This past week I was lucky enough to catch a news segment about a man who threatened a school because his child received bad grades. To you Sir, I ask "ARE YOU CRAZY??"
I am not a parent, but I have parents and I have been a kid. So I feel completely qualified to speak out on this matter.
When I brought home my first "D", my Father's reaction was NOT to call the school and make terrorist type threats. Did a small time bomb go off in my house, yes, yes it did. But that time bomb was for me. Questions were asked. Questions like "What is going on?" "How did this happen?" "What is wrong?" and "How can I help you?"
These Sir are the questions you should have been asking your child. Not threatening to blow up and cause bodily injuries to the staff who is simply doing their job. If your son is failing it is not the teacher's fault entirely and threatening to hurt them just insanity.
What ever happened to checking up on your kids? Did you check his homework every night? Did you sit down with him and help him with his homework? What ever happened to Parent/ Teacher conferences? Did they have one and you just didn't go because you were under some crazy impression that your child is a genius? Or was there a baseball game on that you just couldn't miss? Or maybe it was guys night out at the bar and that certainly is more important than your child's education, right?
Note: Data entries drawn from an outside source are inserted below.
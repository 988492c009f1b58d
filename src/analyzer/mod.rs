//! Per-block sentiment analysis.
//!
//! The [`Analyzer`] trait is the seam to the external labelling service.
//! Everything an analyzer returns passes through [`RawAnalysis::validate`],
//! so only the closed label set, finite scores and known intents reach the
//! rest of the crate.

pub mod ollama;

pub use ollama::{OllamaAnalyzer, OllamaConfig};

use crate::models::SentimentLabel;
use anyhow::{anyhow, Result};
use async_trait::async_trait;
use chrono::{DateTime, NaiveDate, Utc};
use serde::Deserialize;
use std::collections::BTreeSet;

/// The bounded intent vocabulary.
pub const INTENT_VOCABULARY: [&str; 8] = [
    "announce",
    "criticize",
    "entertain",
    "inform",
    "persuade",
    "praise",
    "speculate",
    "warn",
];

/// Validated labels for one block of text.
#[derive(Debug, Clone, PartialEq)]
pub struct Analysis {
    pub label: SentimentLabel,
    /// In `-1.0..=1.0`.
    pub score: f64,
    pub intents: BTreeSet<String>,
    pub keywords: BTreeSet<String>,
    pub published_at: Option<DateTime<Utc>>,
}

impl Analysis {
    /// The result substituted for a block whose analysis failed.
    pub fn neutral() -> Self {
        Self {
            label: SentimentLabel::Neutral,
            score: 0.0,
            intents: BTreeSet::new(),
            keywords: BTreeSet::new(),
            published_at: None,
        }
    }
}

/// Labels a block of text with sentiment, intents and keywords.
#[async_trait]
pub trait Analyzer: Send + Sync {
    async fn analyze(&self, text: &str) -> Result<Analysis>;
}

/// Analyzer output as received, before validation.
#[derive(Debug, Clone, Default, Deserialize)]
pub struct RawAnalysis {
    #[serde(default)]
    pub sentiment: Option<String>,
    #[serde(default)]
    pub score: Option<f64>,
    #[serde(default)]
    pub intents: Option<Vec<String>>,
    #[serde(default)]
    pub keywords: Option<Vec<String>>,
    #[serde(default)]
    pub published: Option<String>,
}

impl RawAnalysis {
    /// Coerce into an [`Analysis`].
    ///
    /// Unknown labels and missing or non-finite scores are errors. Scores
    /// are clamped to `[-1, 1]`, unknown intents are dropped, keywords are
    /// lowercased and capped at `max_keywords`, and an unparseable date
    /// becomes `None`.
    pub fn validate(self, max_keywords: usize) -> Result<Analysis> {
        let raw_label = self
            .sentiment
            .ok_or_else(|| anyhow!("missing sentiment label"))?;
        let label = SentimentLabel::parse(&raw_label)
            .ok_or_else(|| anyhow!("unknown sentiment label '{}'", raw_label))?;

        let score = self.score.ok_or_else(|| anyhow!("missing sentiment score"))?;
        if !score.is_finite() {
            return Err(anyhow!("non-finite sentiment score"));
        }
        let score = score.clamp(-1.0, 1.0);

        let intents = self
            .intents
            .unwrap_or_default()
            .iter()
            .map(|i| i.trim().to_lowercase())
            .filter(|i| INTENT_VOCABULARY.contains(&i.as_str()))
            .collect();

        let mut keywords = BTreeSet::new();
        for keyword in self.keywords.unwrap_or_default() {
            if keywords.len() >= max_keywords {
                break;
            }
            let keyword = keyword.trim().to_lowercase();
            if !keyword.is_empty() {
                keywords.insert(keyword);
            }
        }

        let published_at = self.published.as_deref().and_then(parse_publication_date);

        Ok(Analysis {
            label,
            score,
            intents,
            keywords,
            published_at,
        })
    }
}

/// Parse a publication date given as `YYYY-MM-DD` or RFC 3339.
pub fn parse_publication_date(raw: &str) -> Option<DateTime<Utc>> {
    let raw = raw.trim();

    if let Ok(ts) = DateTime::parse_from_rfc3339(raw) {
        return Some(ts.with_timezone(&Utc));
    }

    NaiveDate::parse_from_str(raw, "%Y-%m-%d")
        .ok()
        .and_then(|d| d.and_hms_opt(0, 0, 0))
        .map(|dt| dt.and_utc())
}

#[cfg(test)]
mod tests {
    use super::*;
    use chrono::Datelike;

    fn raw(sentiment: &str, score: f64) -> RawAnalysis {
        RawAnalysis {
            sentiment: Some(sentiment.to_string()),
            score: Some(score),
            ..RawAnalysis::default()
        }
    }

    #[test]
    fn test_validate_coerces_values() {
        let analysis = RawAnalysis {
            intents: Some(vec!["Inform".to_string(), "gossip".to_string()]),
            keywords: Some(vec![" Interest Rates ".to_string(), "".to_string()]),
            published: Some("2025-03-14".to_string()),
            ..raw("POSITIVE", 1.7)
        }
        .validate(10)
        .unwrap();

        assert_eq!(analysis.label, SentimentLabel::Positive);
        assert_eq!(analysis.score, 1.0);
        assert_eq!(analysis.intents.len(), 1);
        assert!(analysis.intents.contains("inform"));
        assert!(analysis.keywords.contains("interest rates"));
        assert_eq!(analysis.keywords.len(), 1);
        assert_eq!(analysis.published_at.unwrap().day(), 14);
    }

    #[test]
    fn test_validate_rejects_unknown_label() {
        assert!(raw("mixed", 0.1).validate(10).is_err());
        assert!(RawAnalysis::default().validate(10).is_err());
    }

    #[test]
    fn test_validate_rejects_bad_score() {
        assert!(raw("Neutral", f64::NAN).validate(10).is_err());
        let missing = RawAnalysis {
            score: None,
            ..raw("Neutral", 0.0)
        };
        assert!(missing.validate(10).is_err());
    }

    #[test]
    fn test_validate_caps_keywords() {
        let analysis = RawAnalysis {
            keywords: Some((0..20).map(|i| format!("k{}", i)).collect()),
            ..raw("Neutral", 0.0)
        }
        .validate(5)
        .unwrap();
        assert_eq!(analysis.keywords.len(), 5);
    }

    #[test]
    fn test_null_lists_become_empty() {
        let raw: RawAnalysis = serde_json::from_str(
            r#"{"sentiment": "Positive", "score": 0.4, "intents": null, "keywords": null, "published": null}"#,
        )
        .unwrap();
        let analysis = raw.validate(10).unwrap();

        assert_eq!(analysis.label, SentimentLabel::Positive);
        assert_eq!(analysis.score, 0.4);
        assert!(analysis.intents.is_empty());
        assert!(analysis.keywords.is_empty());
    }

    #[test]
    fn test_parse_publication_date() {
        let ts = parse_publication_date("2025-01-02T23:30:00-02:00").unwrap();
        assert_eq!(ts.day(), 3);
        assert!(parse_publication_date("2025-01-02").is_some());
        assert!(parse_publication_date("yesterday").is_none());
    }
}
What values are you instilling in your child right now? Cause what I just learned from you is the following...that if I don't agree with a certain situation, then I should just make threatening phone calls. VIOLENCE IS ALWAYS THE ANSWER!!!
STOP IT RIGHT NOW!! Skip that Pirate game (they are terrible anyway) and sit down with your child and make sure they are doing what they are supposed to do. Take the time to find out why they are not doing well. Maybe your child has learning disability, maybe they need glasses, maybe they eat so much sugar that makes it impossible for them to concentrate, I don't know, but it is your job to figure it out. YOU ARE THE PARENT, YOU ARE THE EXAMPLE. And right now you are setting a very bad one.
I went to school and I can honestly say that I have had some teachers and professors who were less than overjoyed to be teaching. Which made classes boring and on the whole uninteresting, and how did I pass those classes? I passed because I had parents who took an interest in my learning abilities. They cared about my well being and my future. My parents pushed me to do the best I could do, and trust me I did not make that easy for them. I am the first to admit that I am not the brightest crayon in the box, but you know what with a little positive reinforcement I rose above those "D's" and got okay grades.
Here is an idea instead of threatening the people who only have your child's education in mind, try threatening your child. Do I mean threaten to blow up his/her bedroom or cause them bodily injury, no. I mean take that cell phone, computer, video game system, t.v. and what have you. Stop letting your child stay up until all hours of the morning because the Pirate Game went into extra innings or because a good movie is playing on Lifetime for Women. In still some discipline!!!!
Ask your child if they did their homework and then don't just take their word for it, but actually check it. Sure I hated being asked if I did my homework, and I always said "Yes" or "I don't have any" and then of course on the bus ride to school I was frantically doing my homework or in study hall. But things change when your parents ask that question and then say "Show me." SHOW ME= Fear in the heart of any child who has lied.
The point is instead of threatening, work with the teacher to figure out what the problem is with your child. Work with your child. The answers to your child's poor grade problem might shock you.
Thank you.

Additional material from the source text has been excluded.